OliveGreen94
Traveller
1 comments
Posted 8 years ago
Hello All,
I am planning a solo journey around Europe (France, Belgium, Amsterdam, Berlin, Prague and Munich) and am thinking of doing this with a 15 days within 1 month InterRail pass. However, I am still confused about how the InterRail pass works. Once I have the pass, do I need to book the trains in advance or do I just arrive at the station to catch the train I would like to take? I have extensively looked up times and costs of trains for all of my destinations and am worried about any additional costs that might incur with the InterRail pass.
Many thanks in advance.
Flo
Traveller
10724 comments
Hi!
Your Interrail pass serves as your ticket for all trains of the participating companies. As the national railways do all participate you dont have to worry about train operating companies - there are just a small number of private companies not accepting Interrail and it is unlikely that you will need such trains during your trip.
Some trains require additional seat reservations to board them, you find a list here: [u]https://rail.cc/en/interrail-train-reservation[/u]
Please just ask if anything is unclear, we try to explain everything you need to know. ;)
We are official partners of interrail.eu - to support the free information and the forum on railcc, please be fair and buy your official Interrail pass via our railcc partner link: [ux]https://rail.shop/interrail[/ux]
Thank you! :)
Flo 8)
OliveGreen94
Traveller
1 comments
Thank you for your quick answer Flo!
Do I therefore book the train I want to take on the providers website a few days before I travel or do I just turn up at the station on the day and present my pass to get a ticket?
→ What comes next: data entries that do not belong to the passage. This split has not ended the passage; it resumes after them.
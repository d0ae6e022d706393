pub mod activity;
pub mod capture;
pub mod channel;
pub mod error;
pub mod exfil;
pub mod frame;
pub mod monitoring;
pub mod reconstruct;
pub mod sample;

pub use channel::{ChannelLabel, ChannelState};
pub use error::{Error, ErrorKind, Result};
pub use frame::{classify, Frame};
pub use reconstruct::{ChannelEvent, Reconstructor};
pub use sample::{Axes, Sample};

/// Size of a single data log item, set by the watchapp
pub const FRAME_SIZE: usize = 6;
/// Size of a channel tag in a recorded frame log
pub const TAG_SIZE: usize = 4;
/// One recorded frame: big-endian tag followed by the payload
pub const RECORD_SIZE: usize = TAG_SIZE + FRAME_SIZE;
/// Set in the first payload byte of every timestamp frame
pub const TAG_BIT: u8 = 0x80;

/// Decode a big-endian byte sequence into a signed integer.
///
/// The first byte carries the sign, every following byte is folded in unsigned.
/// An empty slice decodes to zero.
pub fn decode_be(bytes: &[u8]) -> i64 {
    match bytes.split_first() {
        Some((first, rest)) => rest
            .iter()
            .fold(*first as i8 as i64, |acc, byte| (acc << 8) | (*byte as i64 & 0xFF)),
        None => 0,
    }
}

/// Whether the tag bit is set on the most significant payload byte
pub fn has_tag(byte: u8) -> bool {
    byte & TAG_BIT != 0
}

/// Erase the tag bit, sign extending from the bit below it
pub fn strip_tag(byte: u8) -> u8 {
    ((byte << 1) as i8 >> 1) as u8
}

#[cfg(test)]
mod tests {
    use super::*;

    #[test]
    fn test_decode_pairs() {
        for (hi, lo) in [(0x00, 0x01), (0x7F, 0xFF), (0x80, 0x00), (0xFF, 0xFF), (0xFE, 0x0C)] {
            assert_eq!(
                decode_be(&[hi, lo]),
                i16::from_be_bytes([hi, lo]) as i64,
                "{hi:#04x} {lo:#04x}"
            );
        }
    }

    #[test]
    fn test_decode_wide() {
        let t = 1_449_000_123_456i64;
        let bytes = t.to_be_bytes();
        assert_eq!(decode_be(&bytes[2..]), t);
        assert_eq!(decode_be(&[0xFF, 0xFF, 0xFF, 0xFE]), -2);
        assert_eq!(decode_be(&[]), 0);
    }

    #[test]
    fn test_strip_tag() {
        assert!(has_tag(0x80));
        assert!(!has_tag(0x7F));
        assert_eq!(strip_tag(0x81), 0x01);
        // Bit 6 becomes the sign
        assert_eq!(strip_tag(0xC0), 0xC0);
        assert_eq!(strip_tag(0x40), 0xC0);
        assert_eq!(strip_tag(0x3F), 0x3F);
    }
}
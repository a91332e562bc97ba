// [libs/infra/db/src/errors.rs]
/*!
 * APARATO: DATABASE ERROR CATALOG (ESTRATO L2)
 * RESPONSABILIDAD: CATALOGACION SEMANTICA DE FALLOS DE PERSISTENCIA
 */

use thiserror::Error;

#[derive(Error, Debug)]
pub enum DbError {
    /// Fallo de enlace fisico o de red con el cluster de Postgres.
    #[error("[L2_DB_NET_FAULT]: DATABASE_UPLINK_SEVERED -> {0}")]
    ConnectionError(String),

    /// Fallo de configuracion del entorno (DATABASE_URL vacia o malformada).
    #[error("[L2_DB_CONFIG_FAULT]: STRATEGIC_ENV_VOID -> {0}")]
    ConfigurationError(String),

    /// Error de sintaxis o ejecucion devuelto por el motor Postgres.
    #[error("[L2_DB_QUERY_FAULT]: SQL_QUERY_REJECTED -> {0}")]
    QueryError(#[from] sqlx::Error),

    /// El registro solicitado no existe en la tabla activa.
    #[error("[L2_DB_FAULT]: RECORD_NOT_FOUND")]
    NotFound,
}
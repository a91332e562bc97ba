// [libs/infra/vault/src/plaintext.rs]
//! La unica forma en que este crate deja escapar un token en claro: una
//! vez construido, el llamador es responsable de no persistirlo ni
//! registrarlo. Ningun `Debug`/`Display` derivado expone los campos de
//! token (ver nota mas abajo).

use chrono::{DateTime, Utc};
use connectbridge_models::Livemode;

/// Conexion OAuth con los tokens ya descifrados, devuelta unicamente a
/// colaboradores internos de confianza (motor de refresco, barrido).
#[derive(Clone)]
pub struct PlaintextConnection {
    pub tenant_id: String,
    pub livemode: Livemode,
    pub scope: String,
    pub publishable_identifier: Option<String>,
    pub access_token: String,
    pub access_token_expires_at: DateTime<Utc>,
    pub refresh_token: String,
    pub refresh_token_rotated_at: DateTime<Utc>,
}

impl std::fmt::Debug for PlaintextConnection {
    fn fmt(&self, f: &mut std::fmt::Formatter<'_>) -> std::fmt::Result {
        f.debug_struct("PlaintextConnection")
            .field("tenant_id", &self.tenant_id)
            .field("livemode", &self.livemode)
            .field("scope", &self.scope)
            .field("access_token", &"<redacted>")
            .field("refresh_token", &"<redacted>")
            .finish()
    }
}
// [libs/infra/db/src/lib.rs]
/*!
 * APARATO: ESTRATO DE PERSISTENCIA (ESTRATO L2)
 * RESPONSABILIDAD: POOL POSTGRES, ESQUEMA, CANDADO POR TENANT Y CRUD TIPADO
 */

pub mod advisory_lock;
pub mod client;
pub mod errors;
pub mod repositories;
pub mod schema;

pub use advisory_lock::{tenant_lock_key, with_tenant_lock, LockOutcome};
pub use client::DbClient;
pub use errors::DbError;
// [apps/gateway/src/handlers/provision.rs]
//! `POST /provision` y `DELETE /provision`: altas y bajas de la base de
//! datos gestionada de un tenant (§4.10, §8 escenarios 4 y 6).

use crate::errors::ApiError;
use crate::state::AppState;
use axum::extract::State;
use axum::http::StatusCode;
use axum::response::{IntoResponse, Json, Response};
use axum::Extension;
use connectbridge_control_plane::ControlPlaneError;
use connectbridge_db::repositories::provisioned_databases;
use connectbridge_db::with_tenant_lock;
use connectbridge_models::ProvisioningStatus;
use connectbridge_provisioning::start_provisioning;
use connectbridge_signature::VerifiedIdentity;
use serde_json::json;
use tracing::{instrument, warn};

#[instrument(skip(state, identity), fields(tenant_id = %identity.tenant_id))]
pub async fn handle_start(
    State(state): State<AppState>,
    Extension(identity): Extension<VerifiedIdentity>,
) -> Result<Response, ApiError> {
    let tenant_id = &identity.tenant_id;

    let existing = provisioned_databases::get(state.db.pool(), tenant_id)
        .await
        .map_err(|e| ApiError::Internal(e.to_string()))?;

    if let Some(row) = existing {
        if row.install_status != ProvisioningStatus::Error {
            return Ok((StatusCode::OK, Json(json!({ "status": "existing" }))).into_response());
        }

        provisioned_databases::delete(state.db.pool(), tenant_id)
            .await
            .map_err(|e| ApiError::Internal(e.to_string()))?;
    }

    let project_ref = start_provisioning(
        state.db.pool(),
        state.control_plane.as_ref(),
        &state.settings.encryption_key,
        tenant_id,
    )
    .await
    .map_err(|e| ApiError::Internal(e.to_string()))?;

    Ok((
        StatusCode::ACCEPTED,
        Json(json!({ "status": "pending", "step": "create_project", "project_ref": project_ref })),
    )
        .into_response())
}

#[instrument(skip(state, identity), fields(tenant_id = %identity.tenant_id))]
pub async fn handle_deprovision(
    State(state): State<AppState>,
    Extension(identity): Extension<VerifiedIdentity>,
) -> Result<Response, ApiError> {
    let tenant_id = identity.tenant_id.clone();
    let control_plane = state.control_plane.clone();

    let outcome = with_tenant_lock(state.db.pool(), &tenant_id, move |conn| {
        let control_plane = control_plane.clone();
        let tenant_id = tenant_id.clone();
        Box::pin(async move {
            let Some(row) = provisioned_databases::get_with_conn(conn, &tenant_id).await? else {
                return Ok(DeprovisionOutcome::NotProvisioned);
            };

            if !row.project_ref.is_empty() {
                if let Err(e) = control_plane.delete_project(&row.project_ref).await {
                    warn!("external project delete failed, local row preserved: {}", e);
                    return Ok(DeprovisionOutcome::UpstreamFailed(e));
                }
            }

            provisioned_databases::delete_with_conn(conn, &tenant_id).await?;
            Ok(DeprovisionOutcome::Deleted)
        })
    })
    .await
    .map_err(|e| ApiError::Internal(e.to_string()))?;

    if !outcome.acquired {
        return Err(ApiError::LockBusy);
    }

    let inner = outcome
        .value
        .expect("acquired lock always produces a value")
        .map_err(|e: connectbridge_db::DbError| ApiError::Internal(e.to_string()))?;

    match inner {
        DeprovisionOutcome::NotProvisioned => {
            Ok((StatusCode::OK, Json(json!({ "status": "not_provisioned" }))).into_response())
        }
        DeprovisionOutcome::Deleted => {
            Ok((StatusCode::OK, Json(json!({ "status": "deleted" }))).into_response())
        }
        DeprovisionOutcome::UpstreamFailed(_) => Err(ApiError::Internal(
            "external project deletion failed, local state preserved".to_string(),
        )),
    }
}

enum DeprovisionOutcome {
    NotProvisioned,
    Deleted,
    UpstreamFailed(ControlPlaneError),
}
Apologies for all the questions!
Flo
Traveller
10724 comments
Looking at your route, you arent going to need many reservations.
From France to Belgium, avoid the expensive Thalys and travel via Lille instead, using regional trains. If you want, take a TGV to Lille - reservations for France are available online via [ux]https://rail.shop/sncf/reservation/[/ux]
Within Belgium, no reservations are needed, in fact for domestic services reservations arent even possible.
From Belgium to the Netherlands, avoid the Thalys again, read here: [u]https://rail.cc/blog/amsterdam-brussels-train/[/u]
Within the Netherlands the same applies as for Belgium. On the remainder of the trip you wont encounter trains with compulsory reservation again.
If you would like to make a seat reservation anyway, just go to a station; there it is also possible to buy reservations to and within other countries.